В группе инспекторов у Баграмяна появилось больше свободного времени. Он чаще бывал в театрах, особенно в Художественном. Навещал Центральный дом литераторов. Писатели приглашали полководцев на традиционные встречи, бывали у нас маршалы Жуков, Чуйков, адмирал Холостяков.

На День Победы 9 мая 1976 года пригласили маршала Баграмяна.

Эти праздники мы проводили без торжественных речей, по-своему, по-писательски: сотрудницы Дома литераторов переодевались в военную форму, надевали «кирзачи», разворачивали в фойе госпитальную палатку, в которой накрывали столик с алюминиевыми кружками, нарезали соленые огурцы. Каждого прибывающего ветерана (или гостя) встречали «наркомовскими» ста граммами в кружке и кусочком огурца на закуску.

Затем, когда все были в сборе, председатель секции военной и военно-морской литературы полковник в отставке Матвей Крючкин, по случаю праздника в офицерской форме, подавал команду:

— Становись!

Писатели выстраивались в две шеренги (в последующие годы, по мере убытия ветеранов в мир иной, строились в одну шеренгу).

— Равняйсь! Носочки, носочки на одной линии! Грудь четвертого человека! Онисим Прут, подтяни живот! Ошанин, не высовывай свои очки!

Крючкин командовал с особым строевым шиком. Он знал много армейских присказок и прибауток, построение было веселым, жизнерадостным.

И какой это был уникальный строй! Борис Полевой, Константин Симонов, Юрий Бондарев, Сергей Смирнов, Александр Чаковский, Владимир Бушан, Сергей Наровчатов, Михаил Алексеев, Иван Стаднюк, Александр Кривицкий, Константин Ваншенкин, Михаил Львов, Михаил Колесников, Евгений Долматовский, Вадим Кожевников, Василий Субботин, Анатолий Рыбаков…

Всех перечислить не могу, да простят меня и не обидятся неупомянутые, называю в первую очередь тех, кого уже нет сегодня с нами, и тех, кто по-настоящему «понюхал пороху».

Крючкин проводил строевую (вечернюю) поверку, называя имена писателей, и они громко отзывались: «Я», «Здесь», «Присутствую» (это, конечно, вызывало смех).

Писатели встречают маршала Баграмяна

Построение «батальона» писателей (слева направо): Герои Советского Союза Г. Гофман, А. Киселев, В. Карпов.
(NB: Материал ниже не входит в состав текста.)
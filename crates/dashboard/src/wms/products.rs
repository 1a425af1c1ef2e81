//! Product catalog calls.

use reqwest::Method;
use tracing::instrument;

use stockdeck_core::ProductId;

use super::{NewProduct, Product, ProductUpdate, WmsClient, WmsError};
use crate::middleware::session::SessionToken;

impl WmsClient {
    /// List products, optionally filtered by a substring search term.
    ///
    /// # Errors
    ///
    /// Returns `WmsError` on transport failure or a non-2xx response.
    #[instrument(skip(self, token), fields(search = %search))]
    pub async fn list_products(
        &self,
        token: &SessionToken,
        search: &str,
    ) -> Result<Vec<Product>, WmsError> {
        let mut query: Vec<(&str, &str)> = Vec::new();
        if !search.is_empty() {
            query.push(("search", search));
        }
        self.fetch(Method::GET, "/product", &query, Some(token), None)
            .await
    }

    /// Create a product.
    ///
    /// # Errors
    ///
    /// Returns `WmsError` if the API rejects the payload.
    #[instrument(skip(self, token, product), fields(name = %product.name))]
    pub async fn create_product(
        &self,
        token: &SessionToken,
        product: &NewProduct,
    ) -> Result<(), WmsError> {
        let body = serde_json::to_value(product)?;
        self.mutate(Method::POST, "/product", token, Some(&body)).await
    }

    /// Update a product (edit and update-stock both land here).
    ///
    /// # Errors
    ///
    /// Returns `WmsError` if the API rejects the update.
    #[instrument(skip(self, token, update), fields(product_id = %id))]
    pub async fn update_product(
        &self,
        token: &SessionToken,
        id: ProductId,
        update: &ProductUpdate,
    ) -> Result<(), WmsError> {
        let body = serde_json::to_value(update)?;
        self.mutate(Method::PUT, &format!("/product/{id}"), token, Some(&body))
            .await
    }

    /// Delete a product. Fire-and-forget from the row menu; there is no
    /// confirmation step.
    ///
    /// # Errors
    ///
    /// Returns `WmsError` if the API rejects the delete.
    #[instrument(skip(self, token), fields(product_id = %id))]
    pub async fn delete_product(
        &self,
        token: &SessionToken,
        id: ProductId,
    ) -> Result<(), WmsError> {
        self.mutate(Method::DELETE, &format!("/product/{id}"), token, None)
            .await
    }
}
Писатели: Беляев, Заславский, Сытин, С. Борзунов

После проверки наш командир дал команду «Смирно!», рубил великолепным строевым шагом, четко ударив каблуком о каблук, остановился (в этот день) перед Баграмяном. И громко доложил:

— Товарищ Маршал Советского Союза, батальон писателей построен и готов выполнять любые приказания!

Баграмян вышел перед серединой строя, поднял руку к головному убору:

— Здравствуйте, товарищи писатели!

Мы крикнули от души:

— Здравия желаем, товарищ Маршал Советского Союза!
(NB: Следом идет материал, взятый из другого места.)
//! HTTP route handlers for the dashboard.
//!
//! # Route Structure
//!
//! ```text
//! GET  /health                        - Liveness check
//! GET  /health/ready                  - Readiness check (probes the WMS API)
//!
//! # Auth
//! GET  /login                         - Login page
//! POST /login                         - Authenticate against the WMS API
//! GET  /register                      - Registration page
//! POST /register                      - Create account
//! POST /logout                        - End session, clear cookie
//! POST /dashboard/profile             - Update own username/password
//!
//! # Dashboard (session cookie required)
//! GET  /                              - Redirect to /dashboard
//! GET  /dashboard                     - Overview with metric cards
//!
//! # Products
//! GET  /dashboard/products            - Products table
//! GET  /dashboard/products/rows       - Table body fragment (debounced search)
//! POST /dashboard/products            - Create product
//! POST /dashboard/products/{id}       - Update product (name/price)
//! POST /dashboard/products/{id}/stock - Update stock only
//! POST /dashboard/products/{id}/delete - Delete product
//!
//! # Users
//! GET  /dashboard/users               - Users table
//! GET  /dashboard/users/rows          - Table body fragment (debounced search)
//! POST /dashboard/users               - Create user
//! POST /dashboard/users/{id}          - Update user (username/role)
//! POST /dashboard/users/{id}/password - Change password
//! POST /dashboard/users/{id}/delete   - Delete user
//!
//! # Orders
//! GET  /dashboard/orders              - Orders table (mock or live source)
//! GET  /dashboard/orders/rows         - Table body fragment (debounced search)
//! ```

pub mod auth;
pub mod dashboard;
pub mod orders;
pub mod products;
pub mod users;

use axum::{Router, response::Redirect};
use chrono::{DateTime, Utc};

use crate::cache::{CacheValue, Entity, QueryError};
use crate::middleware::session::SessionToken;
use crate::state::AppState;
use crate::wms::{Order, Product, User};

/// Build the full application router.
pub fn routes() -> Router<AppState> {
    Router::new()
        .merge(auth::router())
        .merge(dashboard::router())
        .merge(products::router())
        .merge(users::router())
        .merge(orders::router())
}

/// Format a timestamp the way the tables display it.
pub(crate) fn format_date(timestamp: &DateTime<Utc>) -> String {
    timestamp.format("%b %d, %Y").to_string()
}

/// Redirect back to `path` with an error message in the query string, shown
/// as a blocking alert banner on the next render.
pub(crate) fn redirect_with_error(path: &str, message: &str) -> Redirect {
    Redirect::to(&format!("{path}?error={}", urlencoding::encode(message)))
}

/// List products for `(search)` through the query cache.
pub(crate) async fn fetch_products(
    state: &AppState,
    token: &SessionToken,
    search: &str,
) -> Result<Vec<Product>, QueryError> {
    let wms = state.wms().clone();
    let token = token.clone();
    let term = search.to_string();
    state
        .queries()
        .get_or_fetch(Entity::Products, search, move || async move {
            wms.list_products(&token, &term).await.map(CacheValue::Products)
        })
        .await
        .map(|value| value.into_products().unwrap_or_default())
}

/// List users for `(search)` through the query cache, sorted by ascending ID.
pub(crate) async fn fetch_users(
    state: &AppState,
    token: &SessionToken,
    search: &str,
) -> Result<Vec<User>, QueryError> {
    let wms = state.wms().clone();
    let token = token.clone();
    let term = search.to_string();
    state
        .queries()
        .get_or_fetch(Entity::Users, search, move || async move {
            wms.list_users(&token, &term).await.map(CacheValue::Users)
        })
        .await
        .map(|value| {
            let mut users = value.into_users().unwrap_or_default();
            users.sort_by_key(|user| user.id);
            users
        })
}

/// List orders for `(search)` through the query cache, using the configured
/// source (mock fixture rows or the live `/order` endpoints).
pub(crate) async fn fetch_orders(
    state: &AppState,
    token: &SessionToken,
    search: &str,
) -> Result<Vec<Order>, QueryError> {
    let source = state.orders();
    let token = token.clone();
    let term = search.to_string();
    state
        .queries()
        .get_or_fetch(Entity::Orders, search, move || async move {
            source.list(&token, &term).await.map(CacheValue::Orders)
        })
        .await
        .map(|value| value.into_orders().unwrap_or_default())
}

#[cfg(test)]
mod tests {
    use super::*;

    #[test]
    fn test_format_date() {
        let timestamp = DateTime::parse_from_rfc3339("2023-06-15T10:30:00Z")
            .expect("valid timestamp")
            .with_timezone(&Utc);
        assert_eq!(format_date(&timestamp), "Jun 15, 2023");
    }
}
— Поздравляю вас со светлым Праздником Победы!

И мы опять изо всех сил грянули:

— Ура!!!

Крючкин строгим, особенно торжественным голосом произнес:

— Писателям, Героям Советского Союза, возложить цветы к мемориальной доске с именами погибших писателей!

И летчица Наталья Кравцова, летчик Генрих Гофман, артиллерист Михаил Борисов и я подошли к мраморной доске, возложили цветы и некоторое время мы, весь строй и маршал Баграмян стояли молча, по стойке смирно.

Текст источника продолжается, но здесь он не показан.